MATERIAL TO PROCESS

//! Gemini Provider
//!
//! 调用 Google Generative Language API 的 `generateContent` 端点。
//! 文本部分直接透传，二进制附件以 base64 inline data 形式发送。

use anyhow::{Context, Result};
use async_trait::async_trait;
use base64::{engine::general_purpose::STANDARD as BASE64, Engine};
use reqwest::Client;
use serde::{Deserialize, Serialize};
use std::sync::OnceLock;

use crate::providers::{Attachment, GenerateRequest, Generator};
use crate::utils::should_disable_tls_verify;

/// Gemini API 基础地址
const GEMINI_API_BASE: &str = "https://generativelanguage.googleapis.com";

/// API 请求超时（秒）
const API_TIMEOUT_SECS: u64 = 120;

/// 共享的 API 客户端
static API_CLIENT: OnceLock<Client> = OnceLock::new();

fn get_api_client() -> &'static Client {
    API_CLIENT.get_or_init(|| {
        let mut builder = Client::builder()
            .timeout(std::time::Duration::from_secs(API_TIMEOUT_SECS))
            .pool_max_idle_per_host(10);

        if should_disable_tls_verify() {
            tracing::warn!("TLS certificate verification is DISABLED - for debugging only!");
            builder = builder.danger_accept_invalid_certs(true);
        }

        builder.build().expect("Failed to create Gemini API client")
    })
}

/// Gemini Provider 配置
#[derive(Debug, Clone)]
pub struct GeminiConfig {
    pub api_key: String,
    /// API 基础地址，测试时可指向 mock 服务器
    pub base_url: String,
}

impl GeminiConfig {
    pub fn new(api_key: String) -> Self {
        Self {
            api_key,
            base_url: GEMINI_API_BASE.to_string(),
        }
    }
}

pub struct GeminiProvider {
    config: GeminiConfig,
}

impl GeminiProvider {
    pub fn new(config: GeminiConfig) -> Self {
        Self { config }
    }

    /// 构造 generateContent 请求地址，API Key 作为 query 参数
    fn request_url(&self, model: &str) -> String {
        format!(
            "{}/v1beta/models/{}:generateContent?key={}",
            self.config.base_url,
            model,
            urlencoding::encode(&self.config.api_key)
        )
    }
}

/// 构造请求体：文本 part 在前，inline data part 在后
fn build_request_body(prompt: &str, attachment: Option<&Attachment>) -> GenerateContentRequest {
    let mut parts = vec![Part::Text {
        text: prompt.to_string(),
    }];

    if let Some(attachment) = attachment {
        parts.push(Part::InlineData {
            inline_data: InlineData {
                mime_type: attachment.mime_type.clone(),
                data: BASE64.encode(&attachment.data),
            },
        });
    }

    GenerateContentRequest {
        contents: vec![Content {
            role: Some("user".to_string()),
            parts,
        }],
    }
}

/// 从响应中提取生成的文本
///
/// 取第一个 candidate，按顺序拼接其所有文本 part。
/// 没有 candidate 视为上游错误。
fn extract_text(response: &GenerateContentResponse) -> Result<String> {
    let candidate = response
        .candidates
        .first()
        .context("Gemini response contains no candidates")?;

    let text: String = candidate
        .content
        .parts
        .iter()
        .filter_map(|part| match part {
            Part::Text { text } => Some(text.as_str()),
            _ => None,
        })
        .collect();

    Ok(text)
}

#[async_trait]
impl Generator for GeminiProvider {
    fn name(&self) -> &str {
        "gemini"
    }

    async fn generate(&self, request: GenerateRequest) -> Result<String> {
        let url = self.request_url(&request.model);
        let body = build_request_body(&request.prompt, request.attachment.as_ref());

        let response = get_api_client()
            .post(&url)
            .json(&body)
            .send()
            .await
            .context("Failed to send request to Gemini API")?;

        let status = response.status();
        if !status.is_success() {
            let error_body = response.text().await.unwrap_or_default();
            anyhow::bail!("Gemini API error {}: {}", status, error_body);
        }

        let response_body: GenerateContentResponse = response
            .json()
            .await
            .context("Failed to parse Gemini API response")?;

        extract_text(&response_body)
    }
}

// Gemini API 请求/响应类型

#[derive(Debug, Serialize)]
struct GenerateContentRequest {
    contents: Vec<Content>,
}

#[derive(Debug, Serialize, Deserialize)]
struct Content {
    #[serde(skip_serializing_if = "Option::is_none")]
    role: Option<String>,
    parts: Vec<Part>,
}

#[derive(Debug, Serialize, Deserialize)]
#[serde(untagged)]
enum Part {
    Text {
        text: String,
    },
    InlineData {
        #[serde(rename = "inlineData")]
        inline_data: InlineData,
    },
}

#[derive(Debug, Serialize, Deserialize)]
#[serde(rename_all = "camelCase")]
struct InlineData {
    mime_type: String,
    data: String,
}

#[derive(Debug, Deserialize)]
struct GenerateContentResponse {
    #[serde(default)]
    candidates: Vec<Candidate>,
}

#[derive(Debug, Deserialize)]
struct Candidate {
    content: Content,
}
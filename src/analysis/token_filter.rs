//! Token filters that rewrite a token stream.
//!
//! - [`lowercase::LowercaseFilter`] - Converts tokens to lowercase

use crate::analysis::token::TokenStream;
use crate::error::Result;

/// Trait for filters that transform token streams.
///
/// A filter wraps the incoming stream and returns a new one; it should stay
/// lazy so analysis of long fields never buffers every token.
pub trait Filter: Send + Sync {
    /// Apply this filter to a token stream.
    fn filter<'a>(&'a self, tokens: TokenStream<'a>) -> Result<TokenStream<'a>>;

    /// Get the name of this filter (for debugging and configuration).
    fn name(&self) -> &'static str;
}

pub mod lowercase;

pub use lowercase::LowercaseFilter;
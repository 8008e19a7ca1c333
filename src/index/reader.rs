//! Read-only views over a committed snapshot.
//!
//! An [`IndexReader`] is bound to the snapshot that was current when it was
//! opened. Later commits never change what it sees; open a new reader to
//! observe them.

use std::sync::Arc;

use serde::{Deserialize, Serialize};

use crate::document::{FieldValue, StoredDocument};
use crate::error::{LucernaError, Result};
use crate::index::commit;
use crate::index::snapshot::Snapshot;
use crate::index::term::Term;
use crate::query::{DocSet, Query};
use crate::storage::Storage;

/// The first hits of a search plus the total number of matches.
#[derive(Debug, Clone, PartialEq, Eq, Serialize, Deserialize)]
pub struct TopDocs {
    pub total_hits: u64,
    pub doc_ids: Vec<u64>,
}

/// Summary numbers for a snapshot.
#[derive(Debug, Clone, PartialEq, Eq, Serialize, Deserialize)]
pub struct IndexStats {
    pub generation: u64,
    pub num_docs: u64,
    pub max_doc: u64,
    pub deleted_docs: u64,
    pub term_count: u64,
}

/// A term together with the number of live documents containing it.
#[derive(Debug, Clone, PartialEq, Eq)]
pub struct TermInfo {
    pub term: Term,
    pub doc_freq: u64,
}

/// Searches and retrieves documents from one immutable snapshot.
#[derive(Debug, Clone)]
pub struct IndexReader {
    snapshot: Arc<Snapshot>,
}

impl IndexReader {
    /// Bind a reader to an already loaded snapshot.
    pub fn new(snapshot: Arc<Snapshot>) -> Self {
        IndexReader { snapshot }
    }

    /// Load the latest commit from `storage`.
    ///
    /// Returns [`LucernaError::NotFound`] if the storage holds no index.
    pub fn open(storage: &dyn Storage) -> Result<Self> {
        let snapshot = commit::read_latest(storage)?
            .ok_or_else(|| LucernaError::not_found("no committed index in storage"))?;
        Ok(IndexReader::new(Arc::new(snapshot)))
    }

    /// Live documents whose `field` contains `text` exactly.
    pub fn term_query(&self, field: &str, text: &str) -> Vec<u64> {
        self.live_postings(field, text).into_vec()
    }

    /// Live documents containing every `required` term, none of the
    /// `excluded` terms and, when nothing is required, any `optional` term.
    pub fn boolean_query(&self, required: &[Term], excluded: &[Term], optional: &[Term]) -> Vec<u64> {
        let postings = |terms: &[Term]| {
            terms
                .iter()
                .map(|term| self.live_postings(term.field(), term.text()))
                .collect::<Vec<_>>()
        };

        let matches = if required.is_empty() {
            DocSet::union_all(postings(optional))
        } else {
            DocSet::intersect_all(postings(required))
        };
        matches
            .difference(&DocSet::union_all(postings(excluded)))
            .into_vec()
    }

    /// All live matches of `query`, ascending by id.
    pub fn search(&self, query: &dyn Query) -> Result<Vec<u64>> {
        Ok(query.execute(self)?.into_vec())
    }

    /// The first `limit` live matches of `query`, ascending by id, and the
    /// total number of matches.
    pub fn search_top(&self, query: &dyn Query, limit: usize) -> Result<TopDocs> {
        let hits = query.execute(self)?;
        Ok(TopDocs {
            total_hits: hits.len() as u64,
            doc_ids: hits.iter().take(limit).collect(),
        })
    }

    /// The stored fields of a live document.
    pub fn document(&self, doc_id: u64) -> Result<StoredDocument> {
        if !self.snapshot.is_live(doc_id) {
            return Err(LucernaError::not_found(format!("document {doc_id}")));
        }
        self.snapshot
            .store()
            .document(doc_id)
            .cloned()
            .ok_or_else(|| LucernaError::not_found(format!("document {doc_id}")))
    }

    /// The first stored value of `field` in a live document.
    pub fn stored_value(&self, doc_id: u64, field: &str) -> Option<&FieldValue> {
        if !self.snapshot.is_live(doc_id) {
            return None;
        }
        self.snapshot.store().get(doc_id, field)
    }

    /// Every distinct term with at least one live document, in term order.
    ///
    /// The enumeration is lazy; call again to start over.
    pub fn terms(&self) -> TermsEnum<'_> {
        TermsEnum {
            snapshot: &self.snapshot,
            inner: Box::new(self.snapshot.postings().iter()),
        }
    }

    /// Number of live documents containing `term`.
    pub fn doc_freq(&self, term: &Term) -> u64 {
        self.live_count(self.snapshot.postings().postings(term))
    }

    pub fn num_docs(&self) -> u64 {
        self.snapshot.num_docs()
    }

    pub fn max_doc(&self) -> u64 {
        self.snapshot.max_doc()
    }

    pub fn has_deletions(&self) -> bool {
        self.snapshot.has_deletions()
    }

    /// Commit generation this reader is bound to.
    pub fn generation(&self) -> u64 {
        self.snapshot.generation()
    }

    pub fn stats(&self) -> IndexStats {
        IndexStats {
            generation: self.generation(),
            num_docs: self.num_docs(),
            max_doc: self.max_doc(),
            deleted_docs: self.snapshot.deletions().deleted_count(),
            term_count: self.terms().count() as u64,
        }
    }

    /// The posting list of a term with tombstoned ids removed.
    pub(crate) fn live_postings(&self, field: &str, text: &str) -> DocSet {
        let postings = self.snapshot.postings().lookup(field, text);
        if !self.snapshot.has_deletions() {
            return DocSet::from_sorted(postings.to_vec());
        }
        let deletions = self.snapshot.deletions();
        DocSet::from_sorted(
            postings
                .iter()
                .copied()
                .filter(|&doc_id| !deletions.is_deleted(doc_id))
                .collect(),
        )
    }

    fn live_count(&self, postings: &[u64]) -> u64 {
        let deletions = self.snapshot.deletions();
        postings
            .iter()
            .filter(|&&doc_id| !deletions.is_deleted(doc_id))
            .count() as u64
    }
}

/// Lazy, ordered enumeration of the live terms of a reader.
pub struct TermsEnum<'a> {
    snapshot: &'a Snapshot,
    inner: Box<dyn Iterator<Item = (&'a str, &'a str, &'a [u64])> + 'a>,
}

impl Iterator for TermsEnum<'_> {
    type Item = TermInfo;

    fn next(&mut self) -> Option<TermInfo> {
        let deletions = self.snapshot.deletions();
        for (field, text, postings) in self.inner.by_ref() {
            let doc_freq = postings
                .iter()
                .filter(|&&doc_id| !deletions.is_deleted(doc_id))
                .count() as u64;
            if doc_freq > 0 {
                return Some(TermInfo {
                    term: Term::new(field, text),
                    doc_freq,
                });
            }
        }
        None
    }
}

PROBLEM DESCRIPTION
From the first line of the listing above to the line that contains "共享的 API 客户端", inclusive, restate every line word for word. Nothing else belongs in the answer.

FINISHED EXERCISE
//! Gemini Provider
//!
//! 调用 Google Generative Language API 的 `generateContent` 端点。
//! 文本部分直接透传，二进制附件以 base64 inline data 形式发送。

use anyhow::{Context, Result};
use async_trait::async_trait;
use base64::{engine::general_purpose::STANDARD as BASE64, Engine};
use reqwest::Client;
use serde::{Deserialize, Serialize};
use std::sync::OnceLock;

use crate::providers::{Attachment, GenerateRequest, Generator};
use crate::utils::should_disable_tls_verify;

/// Gemini API 基础地址
const GEMINI_API_BASE: &str = "https://generativelanguage.googleapis.com";

/// API 请求超时（秒）
const API_TIMEOUT_SECS: u64 = 120;

/// 共享的 API 客户端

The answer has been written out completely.